Would you please copy the part of the material below that opens with the line containing "assert_eq!(policy.multiplier, 1.0);" and closes with the line containing "let mut info"? Copy it exactly, and only it.

-------- DATA RECORDS --------

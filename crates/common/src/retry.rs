//! Bounded retry with exponential backoff

use std::time::Duration;

/// Retry configuration, fixed for the lifetime of the process.
///
/// `max_attempts` counts every attempt including the first one. The delay
/// before attempt `n + 1` is `base_delay * multiplier^(n - 1)`, capped at
/// `max_delay`.
#[derive(Debug, Clone, Copy, PartialEq)]
pub struct RetryPolicy {
    pub max_attempts: u32,
    pub base_delay: Duration,
    pub multiplier: f64,
    pub max_delay: Duration,
}

/// Upper bound on any single backoff delay unless overridden.
const DEFAULT_MAX_DELAY: Duration = Duration::from_secs(300);

impl RetryPolicy {
    pub fn new(max_attempts: u32, base_delay: Duration, multiplier: f64) -> Self {
        Self {
            max_attempts: max_attempts.max(1),
            base_delay,
            multiplier: if multiplier.is_finite() && multiplier >= 1.0 {
                multiplier
            } else {
                1.0
            },
            max_delay: DEFAULT_MAX_DELAY.max(base_delay),
        }
    }

    /// Constant delay between attempts.
    pub fn fixed(max_attempts: u32, delay: Duration) -> Self {
        Self::new(max_attempts, delay, 1.0)
    }

    pub fn with_max_delay(mut self, max_delay: Duration) -> Self {
        self.max_delay = max_delay;
        self
    }

    /// Delay to wait after the given failed attempt (1-based).
    pub fn delay_after(&self, attempt: u32) -> Duration {
        let exponent = attempt.saturating_sub(1).min(63) as i32;
        let factor = self.multiplier.powi(exponent);
        let secs = self.base_delay.as_secs_f64() * factor;
        if !secs.is_finite() || secs >= self.max_delay.as_secs_f64() {
            return self.max_delay;
        }
        Duration::from_secs_f64(secs)
    }

    /// Whether another attempt is allowed after `attempt` attempts have failed.
    pub fn allows_retry(&self, attempt: u32) -> bool {
        attempt < self.max_attempts
    }
}

impl Default for RetryPolicy {
    fn default() -> Self {
        Self::fixed(3, Duration::from_secs(10))
    }
}

#[cfg(test)]
mod tests {
    use super::*;

    #[test]
    fn fixed_policy_keeps_constant_delay() {
        let policy = RetryPolicy::fixed(3, Duration::from_secs(2));
        assert_eq!(policy.delay_after(1), Duration::from_secs(2));
        assert_eq!(policy.delay_after(2), Duration::from_secs(2));
        assert_eq!(policy.delay_after(3), Duration::from_secs(2));
    }

    #[test]
    fn exponential_backoff_doubles() {
        let policy = RetryPolicy::new(5, Duration::from_secs(1), 2.0);
        let delays: Vec<u64> = (1..=5).map(|a| policy.delay_after(a).as_secs()).collect();
        assert_eq!(delays, vec![1, 2, 4, 8, 16]);
    }

    #[test]
    fn backoff_is_capped() {
        let policy = RetryPolicy::new(100, Duration::from_secs(5), 2.0)
            .with_max_delay(Duration::from_secs(60));
        assert_eq!(policy.delay_after(50), Duration::from_secs(60));
    }

    #[test]
    fn attempts_are_bounded() {
        let policy = RetryPolicy::fixed(3, Duration::from_millis(10));
        assert!(policy.allows_retry(1));
        assert!(policy.allows_retry(2));
        assert!(!policy.allows_retry(3));
    }

    #[test]
    fn degenerate_inputs_are_normalized() {
        let policy = RetryPolicy::new(0, Duration::from_secs(1), 0.5);
        assert_eq!(policy.max_attempts, 1);
        assert_eq!(policy.multiplier, 1.0);
    }
}
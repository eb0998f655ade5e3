//! `klist -f` output parsing
//!
//! Extracts the ticket-granting ticket's expiry, renewal limit and flags from
//! the credential cache listing. Handles the MIT layout
//! (`10/19/2026 10:00:00  10/19/2026 20:00:00  krbtgt/R@R`) and the Heimdal
//! layout (`Oct 19 10:00:00 2026  Oct 19 20:00:00 2026  krbtgt/R@R`).

use std::time::Duration;

use chrono::NaiveDateTime;

use crate::error::{Error, Result};

const DATE_FORMATS: &[&str] = &[
    // Two-digit years first: `%Y` would happily read "26" as year 26.
    "%m/%d/%y %H:%M:%S",
    "%m/%d/%Y %H:%M:%S",
    "%Y-%m-%d %H:%M:%S",
    "%Y-%m-%dT%H:%M:%S",
    "%b %d %H:%M:%S %Y",
    "%d %b %Y %H:%M:%S",
];

/// The ticket-granting ticket as listed in the cache.
#[derive(Debug, Clone, PartialEq)]
pub struct TicketInfo {
    pub default_principal: Option<String>,
    pub server: String,
    pub starts: NaiveDateTime,
    pub expires: NaiveDateTime,
    pub renew_until: Option<NaiveDateTime>,
    pub flags: Option<String>,
}

impl TicketInfo {
    pub fn renewable(&self) -> bool {
        self.flags.as_deref().is_some_and(|f| f.contains('R')) || self.renew_until.is_some()
    }
}

/// Parse `klist -f` output and return the `krbtgt/` ticket.
pub fn parse(output: &str) -> Result<TicketInfo> {
    let default_principal = output
        .lines()
        .find_map(|l| l.trim().strip_prefix("Default principal:"))
        .or_else(|| output.lines().find_map(|l| l.trim().strip_prefix("Principal:")))
        .map(|p| p.trim().to_string());

    let mut lines = output.lines().peekable();
    while let Some(line) = lines.next() {
        let trimmed = line.trim();
        let Some(server) = trimmed.split_whitespace().last() else {
            continue;
        };
        if !server.starts_with("krbtgt/") {
            continue;
        }

        let (starts, expires) = parse_time_pair(&trimmed[..trimmed.len() - server.len()])?;
        let mut info = TicketInfo {
            default_principal,
            server: server.to_string(),
            starts,
            expires,
            renew_until: None,
            flags: None,
        };

        // Continuation lines belong to this ticket until the next ticket line.
        while let Some(next) = lines.peek() {
            let detail = next.trim();
            if !next.starts_with(char::is_whitespace) || detail.is_empty() {
                break;
            }
            parse_detail(detail, &mut info)?;
            lines.next();
        }
        return Ok(info);
    }

    Err(Error::Parse("no krbtgt ticket in cache listing".into()))
}

/// Time left between `now` and `expires`, `None` if already past.
pub fn remaining(expires: NaiveDateTime, now: NaiveDateTime) -> Option<Duration> {
    (expires - now).to_std().ok().filter(|d| !d.is_zero())
}

fn parse_detail(detail: &str, info: &mut TicketInfo) -> Result<()> {
    for part in detail.split(',') {
        let part = part.trim();
        if let Some(rest) = part.strip_prefix("renew until") {
            info.renew_until = Some(parse_time(rest.trim())?);
        } else if let Some(rest) = part.strip_prefix("Flags:") {
            info.flags = Some(rest.trim().to_string());
        }
    }
    Ok(())
}

fn parse_time_pair(text: &str) -> Result<(NaiveDateTime, NaiveDateTime)> {
    let tokens: Vec<&str> = text.split_whitespace().collect();
    if tokens.is_empty() || tokens.len() % 2 != 0 {
        return Err(Error::Parse(format!("unexpected ticket times: {text:?}")));
    }
    let half = tokens.len() / 2;
    let starts = parse_time(&tokens[..half].join(" "))?;
    let expires = parse_time(&tokens[half..].join(" "))?;
    Ok((starts, expires))
}

fn parse_time(text: &str) -> Result<NaiveDateTime> {
    DATE_FORMATS
        .iter()
        .find_map(|fmt| NaiveDateTime::parse_from_str(text, fmt).ok())
        .ok_or_else(|| Error::Parse(format!("unrecognized timestamp: {text:?}")))
}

--------

* _THE ANSWER_:
        assert_eq!(policy.multiplier, 1.0);
    }
}
repository eb0998f655ade5e3
//! `klist -f` output parsing
//!
//! Extracts the ticket-granting ticket's expiry, renewal limit and flags from
//! the credential cache listing. Handles the MIT layout
//! (`10/19/2026 10:00:00  10/19/2026 20:00:00  krbtgt/R@R`) and the Heimdal
//! layout (`Oct 19 10:00:00 2026  Oct 19 20:00:00 2026  krbtgt/R@R`).

use std::time::Duration;

use chrono::NaiveDateTime;

use crate::error::{Error, Result};

const DATE_FORMATS: &[&str] = &[
    // Two-digit years first: `%Y` would happily read "26" as year 26.
    "%m/%d/%y %H:%M:%S",
    "%m/%d/%Y %H:%M:%S",
    "%Y-%m-%d %H:%M:%S",
    "%Y-%m-%dT%H:%M:%S",
    "%b %d %H:%M:%S %Y",
    "%d %b %Y %H:%M:%S",
];

/// The ticket-granting ticket as listed in the cache.
#[derive(Debug, Clone, PartialEq)]
pub struct TicketInfo {
    pub default_principal: Option<String>,
    pub server: String,
    pub starts: NaiveDateTime,
    pub expires: NaiveDateTime,
    pub renew_until: Option<NaiveDateTime>,
    pub flags: Option<String>,
}

impl TicketInfo {
    pub fn renewable(&self) -> bool {
        self.flags.as_deref().is_some_and(|f| f.contains('R')) || self.renew_until.is_some()
    }
}

/// Parse `klist -f` output and return the `krbtgt/` ticket.
pub fn parse(output: &str) -> Result<TicketInfo> {
    let default_principal = output
        .lines()
        .find_map(|l| l.trim().strip_prefix("Default principal:"))
        .or_else(|| output.lines().find_map(|l| l.trim().strip_prefix("Principal:")))
        .map(|p| p.trim().to_string());

    let mut lines = output.lines().peekable();
    while let Some(line) = lines.next() {
        let trimmed = line.trim();
        let Some(server) = trimmed.split_whitespace().last() else {
            continue;
        };
        if !server.starts_with("krbtgt/") {
            continue;
        }

        let (starts, expires) = parse_time_pair(&trimmed[..trimmed.len() - server.len()])?;
        let mut info = TicketInfo {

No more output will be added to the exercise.